Osteoporosis therapy should be tailored to age: endocrinologist

Bone health

10 May 2018

Careful selection of osteoporosis therapy is needed in younger patients who may at risk of a rebound rise in fractures after stopping long term treatment with agents such as denosumab, an endocrinologist says.

Patients who stop the anti-RANKL agent denosumab after many years of treatment show accelerated bone loss and a corresponding rise in fracture risk, according to Dr Frances Milat, who is head of Metabolic Bone Services at Monash Health.

Speaking at the Australian Rheumatology Association conference in Melbourne, Dr Milat drew attention to the findings from the FREEDOM study, in which vertebral fracture rates increased from 1.2 to 7.1 per 100 participant‐years among patients who stopped denosumab after taking it long term.

The findings – which also included a risk of multiple vertebral fractures – showed a need for additional osteoporosis medications to attenuate the accelerated bone loss after stopping denosumab, she said.

“Because of the nature of denosumab it just switches off bone resorption – and the thinking is that a one off zoldedronic infusion won’t be enough in terms of bone remodelling,” she told the conference.

Dr Milat said her clinic also used a weekly bisphosphonate to prevent the accelerated bone loss, but this may not be tolerated by some older patients with multiple co-morbidities.

She told the conference her main concern was over the use of denosumab in younger women who may face many years of treatment.

“My fear is using it in patients in whom people haven’t thought about the long term consequences … if patients are very elderly then the risk balance may well be on the side of denosumab but in our younger perimenopausal and early post-menopausal women and younger men we have to think of that [and] and consider options for therapy,” she said.

“What concerns me is when patients are sent to my clinic from their GP and they’re younger than me and already on denosumab. I think we need to be thoughtful in regards to these women. As an endocrinologist I tailor my therapy to the patient’s age. In my younger patients I use hormone replacement therapy if that’s appropriate.”

Dr Milat stressed that the balance of benefit and risk was still greatly in favour of treatment of osteoporosis, but clinicians needed to be aware of the lack of long term data for some drugs.
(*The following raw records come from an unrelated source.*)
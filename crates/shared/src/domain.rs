use std::fmt;

use serde::{Deserialize, Deserializer, Serialize};

/// Backend identifier of an event. The API hands these out either as
/// strings or as bare numbers; both are kept as text on the client.
#[derive(Debug, Clone, PartialEq, Eq, Hash, PartialOrd, Ord, Serialize)]
#[serde(transparent)]
pub struct EventId(pub String);

impl EventId {
    pub fn new(id: impl Into<String>) -> Self {
        Self(id.into())
    }

    pub fn as_str(&self) -> &str {
        &self.0
    }
}

impl fmt::Display for EventId {
    fn fmt(&self, f: &mut fmt::Formatter<'_>) -> fmt::Result {
        f.write_str(&self.0)
    }
}

impl<'de> Deserialize<'de> for EventId {
    fn deserialize<D>(deserializer: D) -> Result<Self, D::Error>
    where
        D: Deserializer<'de>,
    {
        #[derive(Deserialize)]
        #[serde(untagged)]
        enum RawId {
            Text(String),
            Number(i64),
        }

        Ok(match RawId::deserialize(deserializer)? {
            RawId::Text(text) => Self(text),
            RawId::Number(number) => Self(number.to_string()),
        })
    }
}

#[derive(Debug, Clone, Copy, PartialEq, Eq, Hash, Default, Serialize, Deserialize)]
#[serde(rename_all = "SCREAMING_SNAKE_CASE")]
pub enum Category {
    Social,
    Business,
    Education,
    Sports,
    Music,
    Arts,
    Technology,
    Community,
    #[default]
    Other,
}

impl Category {
    pub const ALL: [Category; 9] = [
        Category::Social,
        Category::Business,
        Category::Education,
        Category::Sports,
        Category::Music,
        Category::Arts,
        Category::Technology,
        Category::Community,
        Category::Other,
    ];

    pub fn as_wire(self) -> &'static str {
        match self {
            Category::Social => "SOCIAL",
            Category::Business => "BUSINESS",
            Category::Education => "EDUCATION",
            Category::Sports => "SPORTS",
            Category::Music => "MUSIC",
            Category::Arts => "ARTS",
            Category::Technology => "TECHNOLOGY",
            Category::Community => "COMMUNITY",
            Category::Other => "OTHER",
        }
    }
}

/// How attendees take part in an event.
#[derive(Debug, Clone, Copy, PartialEq, Eq, Hash, Default, Serialize, Deserialize)]
#[serde(rename_all = "SCREAMING_SNAKE_CASE")]
pub enum EventType {
    #[default]
    InPerson,
    Online,
    Hybrid,
}

impl EventType {
    pub fn needs_location(self) -> bool {
        !matches!(self, EventType::Online)
    }

    pub fn needs_online_url(self) -> bool {
        !matches!(self, EventType::InPerson)
    }
}

#[derive(Debug, Clone, Copy, PartialEq, Eq, Hash, Default, Serialize, Deserialize)]
#[serde(rename_all = "SCREAMING_SNAKE_CASE")]
pub enum Visibility {
    #[default]
    Public,
    Private,
}

#[derive(Debug, Clone, Copy, PartialEq, Serialize, Deserialize)]
pub struct Coordinates {
    pub latitude: f64,
    pub longitude: f64,
}
//! Command implementations, kept apart from argument parsing so they can be
//! driven against any [`EventsApi`].

use std::{fmt::Write as _, fs, path::Path};

use anyhow::{anyhow, bail, Context, Result};
use chrono::Datelike;
use client_core::{
    calendar::MonthGrid,
    wizard::{Step, LAST_STEP},
    DraftPatch, EventWizard, EventsApi, SubmitOutcome,
};
use shared::{
    domain::{Category, EventId},
    protocol::EventQuery,
};
use tracing::{info, warn};

#[derive(Debug, Default, PartialEq, Eq)]
pub struct InviteReport {
    pub invited: Vec<String>,
    pub failed: Vec<(String, String)>,
}

pub fn read_patch(path: &Path) -> Result<DraftPatch> {
    let raw = fs::read_to_string(path)
        .with_context(|| format!("failed to read draft {}", path.display()))?;
    parse_patch(&raw).with_context(|| format!("failed to parse draft {}", path.display()))
}

pub fn parse_patch(raw: &str) -> Result<DraftPatch> {
    Ok(toml::from_str(raw)?)
}

pub fn parse_category(raw: &str) -> Result<Category> {
    let wanted = raw.trim().replace(['-', ' '], "_");
    Category::ALL
        .into_iter()
        .find(|category| category.as_wire().eq_ignore_ascii_case(&wanted))
        .ok_or_else(|| anyhow!("unknown category \"{raw}\""))
}

fn describe_errors(wizard: &EventWizard) -> String {
    let step = Step::from_index(wizard.current_step())
        .map(Step::title)
        .unwrap_or("unknown step");
    let mut out = format!("step {} ({step}) is incomplete:", wizard.current_step());
    for (field, message) in wizard.errors() {
        let _ = write!(out, "\n  {field}: {message}");
    }
    out
}

fn warn_rejected(rejected: Vec<String>) {
    for entry in rejected {
        warn!("ignored {entry}");
    }
}

async fn submit<A: EventsApi + ?Sized>(wizard: &mut EventWizard, api: &A) -> Result<EventId> {
    let outcome = wizard
        .submit(api, |id| info!(event_id = %id, "event saved"))
        .await;
    match outcome {
        SubmitOutcome::Saved(id) => Ok(id),
        SubmitOutcome::Invalid => bail!(describe_errors(wizard)),
        SubmitOutcome::Failed => bail!(
            "could not save event: {}",
            wizard.submit_error().unwrap_or("unknown error")
        ),
        SubmitOutcome::Busy => bail!("a submission is already in progress"),
    }
}

/// Walks a fresh wizard through every step with the given draft, creates the
/// event and then invites the draft's guests.
pub async fn create_event<A: EventsApi + ?Sized>(
    api: &A,
    patch: DraftPatch,
) -> Result<(EventId, InviteReport)> {
    let mut wizard = EventWizard::create();
    warn_rejected(wizard.update_field(patch));

    while wizard.current_step() < LAST_STEP {
        if !wizard.next_step() {
            bail!(describe_errors(&wizard));
        }
    }

    let id = submit(&mut wizard, api).await?;
    let guests = wizard.draft().guest_emails.as_slice().to_vec();
    let report = invite_guests(api, &id, &guests).await;
    Ok((id, report))
}

pub async fn edit_event<A: EventsApi + ?Sized>(
    api: &A,
    id: &EventId,
    patch: DraftPatch,
) -> Result<(EventId, InviteReport)> {
    let record = api
        .get_event(id)
        .await
        .with_context(|| format!("failed to load event {id}"))?;
    let mut wizard = EventWizard::edit(&record);
    warn_rejected(wizard.update_field(patch));

    if !wizard.validate_all() {
        bail!(describe_errors(&wizard));
    }

    let id = submit(&mut wizard, api).await?;
    let guests = wizard.draft().guest_emails.as_slice().to_vec();
    let report = invite_guests(api, &id, &guests).await;
    Ok((id, report))
}

/// Invites each address in turn. A rejected address does not stop the rest.
pub async fn invite_guests<A: EventsApi + ?Sized>(
    api: &A,
    id: &EventId,
    emails: &[String],
) -> InviteReport {
    let mut report = InviteReport::default();
    for email in emails {
        match api.invite_guest(id, email).await {
            Ok(()) => report.invited.push(email.clone()),
            Err(err) => {
                warn!(event_id = %id, %email, "invite failed: {err}");
                report.failed.push((email.clone(), err.to_string()));
            }
        }
    }
    report
}

pub async fn month_grid<A: EventsApi + ?Sized>(
    api: &A,
    year: i32,
    month: u32,
    category: Option<Category>,
) -> Result<MonthGrid> {
    let events = api
        .list_events(&EventQuery {
            category,
            search: None,
        })
        .await
        .context("failed to list events")?;
    Ok(MonthGrid::build(year, month, &events)?)
}

/// Plain-text month view: a day-number header row per week followed by the
/// events of that week.
pub fn render_grid(grid: &MonthGrid) -> String {
    let mut out = format!(
        "{:04}-{:02}\n  Su  Mo  Tu  We  Th  Fr  Sa\n",
        grid.year(),
        grid.month()
    );
    for week in grid.weeks() {
        let mut line = String::new();
        for cell in week {
            if cell.in_month {
                let marker = if cell.events.is_empty() { ' ' } else { '*' };
                let _ = write!(line, "{:>3}{marker}", cell.date.day());
            } else {
                line.push_str("    ");
            }
        }
        out.push_str(line.trim_end());
        out.push('\n');
        for cell in week.iter().filter(|cell| cell.in_month) {
            for entry in &cell.events {
                let time = entry
                    .time
                    .map(|time| time.format("%H:%M").to_string())
                    .unwrap_or_else(|| "--:--".to_string());
                let _ = writeln!(out, "      {} {time} {} [{}]", cell.date, entry.title, entry.id);
            }
        }
    }
    out
}

pub fn render_invites(report: &InviteReport) -> String {
    let mut out = String::new();
    if !report.invited.is_empty() {
        let _ = writeln!(out, "invited: {}", report.invited.join(", "));
    }
    for (email, reason) in &report.failed {
        let _ = writeln!(out, "not invited: {email} ({reason})");
    }
    out
}

#[cfg(test)]
#[path = "tests/commands_tests.rs"]
mod tests;
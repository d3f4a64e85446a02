//! Wall-clock source for timestamps and password age.

use std::sync::Mutex;

use chrono::{DateTime, Duration, SecondsFormat, Utc};

/// Source of the current UTC time.
pub trait Clock: Send + Sync {
    fn now(&self) -> DateTime<Utc>;
}

/// The system clock.
#[derive(Debug, Clone, Copy, Default)]
pub struct SystemClock;

impl Clock for SystemClock {
    fn now(&self) -> DateTime<Utc> {
        Utc::now()
    }
}

/// A clock that only moves when told to. Useful for age-based audits.
#[derive(Debug)]
pub struct ManualClock {
    now: Mutex<DateTime<Utc>>,
}

impl ManualClock {
    #[must_use]
    pub const fn new(start: DateTime<Utc>) -> Self {
        Self {
            now: Mutex::new(start),
        }
    }

    /// Jump to `at`.
    pub fn set(&self, at: DateTime<Utc>) {
        if let Ok(mut now) = self.now.lock() {
            *now = at;
        }
    }

    /// Move forward by `by`.
    pub fn advance(&self, by: Duration) {
        if let Ok(mut now) = self.now.lock() {
            *now = now.checked_add_signed(by).unwrap_or(*now);
        }
    }
}

impl Clock for ManualClock {
    fn now(&self) -> DateTime<Utc> {
        self.now.lock().map_or_else(|_| Utc::now(), |now| *now)
    }
}

/// RFC 3339 / ISO-8601 with millisecond precision and a `Z` suffix.
#[must_use]
pub fn to_iso8601(at: DateTime<Utc>) -> String {
    at.to_rfc3339_opts(SecondsFormat::Millis, true)
}

#[cfg(test)]
mod tests {
    use super::*;
    use chrono::TimeZone;

    #[test]
    fn manual_clock_moves_only_when_told() {
        let start = Utc.with_ymd_and_hms(2026, 1, 1, 0, 0, 0).unwrap();
        let clock = ManualClock::new(start);
        assert_eq!(clock.now(), start);

        clock.advance(Duration::days(2));
        assert_eq!(clock.now(), start + Duration::days(2));

        clock.set(start);
        assert_eq!(clock.now(), start);
    }

    #[test]
    fn iso8601_format() {
        let at = Utc.with_ymd_and_hms(2026, 3, 4, 5, 6, 7).unwrap();
        assert_eq!(to_iso8601(at), "2026-03-04T05:06:07.000Z");
    }

    #[test]
    fn system_clock_is_recent() {
        let now = SystemClock.now();
        assert!(now.timestamp() > 1_700_000_000);
    }
}
//! Fixed-interval limiter for outbound breach lookups.

use std::time::Duration;

use tokio::sync::Mutex;
use tokio::time::Instant;
use tokio_util::sync::CancellationToken;

use crate::config::MIN_BREACH_INTERVAL_MS;

/// Spaces permits at least `interval` apart. The first permit is immediate.
#[derive(Debug)]
pub struct RateLimiter {
    interval: Duration,
    last: Mutex<Option<Instant>>,
}

impl RateLimiter {
    /// Limiter with the given spacing, raised to the 1.5 s floor if lower.
    #[must_use]
    pub fn new(interval: Duration) -> Self {
        Self {
            interval: interval.max(Duration::from_millis(MIN_BREACH_INTERVAL_MS)),
            last: Mutex::new(None),
        }
    }

    #[must_use]
    pub const fn interval(&self) -> Duration {
        self.interval
    }

    /// Wait for the next permit.
    ///
    /// Returns `false` without taking a permit if `cancel` fires first.
    pub async fn acquire(&self, cancel: &CancellationToken) -> bool {
        let mut last = self.last.lock().await;

        if let Some(previous) = *last {
            let ready = previous.checked_add(self.interval).unwrap_or(previous);
            tokio::select! {
                biased;
                () = cancel.cancelled() => return false,
                () = tokio::time::sleep_until(ready) => {}
            }
        } else if cancel.is_cancelled() {
            return false;
        }

        *last = Some(Instant::now());
        true
    }
}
“I wish I had all the answers… I think we need to have more dialogue between the ARA and the Australia and New Zealand Bone and Mineral Society and the Endocrine Society  because I think this is a really important issue going forward,” she said.
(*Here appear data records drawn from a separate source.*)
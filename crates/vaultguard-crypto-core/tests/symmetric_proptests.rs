#![allow(clippy::unwrap_used, clippy::arithmetic_side_effects)]

//! Property-based tests for AES-256-GCM and encrypt-then-MAC.

use proptest::prelude::*;
use vaultguard_crypto_core::symmetric::{decrypt, encrypt, KEY_LEN};
use vaultguard_crypto_core::{mac, CryptoError, OsRandom, SecretBytes};

/// Fixed key for property tests.
const PROP_KEY: [u8; KEY_LEN] = [0xCC; KEY_LEN];

proptest! {
    /// Encrypt→decrypt roundtrip recovers any printable Unicode string.
    #[test]
    fn encrypt_decrypt_roundtrip_unicode(plaintext in "\\PC{0,512}") {
        let key = SecretBytes::new(PROP_KEY);
        let sealed = encrypt(plaintext.as_bytes(), &key, &OsRandom)
            .expect("encrypt should succeed");
        let decrypted = decrypt(&sealed, &key).expect("decrypt should succeed");
        prop_assert_eq!(decrypted.expose_str().unwrap(), plaintext.as_str());
    }

    /// Encrypt→decrypt roundtrip for arbitrary bytes.
    #[test]
    fn encrypt_decrypt_roundtrip_bytes(
        plaintext in proptest::collection::vec(any::<u8>(), 0..4096),
    ) {
        let key = SecretBytes::new(PROP_KEY);
        let sealed = encrypt(&plaintext, &key, &OsRandom).expect("encrypt should succeed");
        let decrypted = decrypt(&sealed, &key).expect("decrypt should succeed");
        prop_assert_eq!(decrypted.expose(), plaintext.as_slice());
    }

    /// Flipping any single ciphertext bit fails the HMAC before decryption
    /// is ever attempted, and also fails decryption on its own.
    #[test]
    fn single_bit_flip_detected(
        plaintext in proptest::collection::vec(any::<u8>(), 1..256),
        bit in any::<prop::sample::Index>(),
    ) {
        let enc_key = SecretBytes::new(PROP_KEY);
        let mac_key = SecretBytes::new([0x5A; KEY_LEN]);

        let mut sealed = encrypt(&plaintext, &enc_key, &OsRandom).unwrap();
        let tag = mac::sign(&sealed.ciphertext, &mac_key);

        let total_bits = sealed.ciphertext.len() * 8;
        let flip = bit.index(total_bits);
        sealed.ciphertext[flip / 8] ^= 1 << (flip % 8);

        prop_assert!(!mac::verify(&sealed.ciphertext, &tag, &mac_key));
        prop_assert!(matches!(decrypt(&sealed, &enc_key), Err(CryptoError::Decryption)));
    }
}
Responding to a request for comment, a spokesperson for Amgen, who market denosumab (Prolia) in Australia said: “Osteoporosis is a chronic disease affecting an estimated 1.2 million Australians [ Osteoporosis Australia website], and we advise patients who have questions around osteoporosis and treatment options to contact their doctor. The benefit/risk profile of Prolia is favourable in the approved indications.”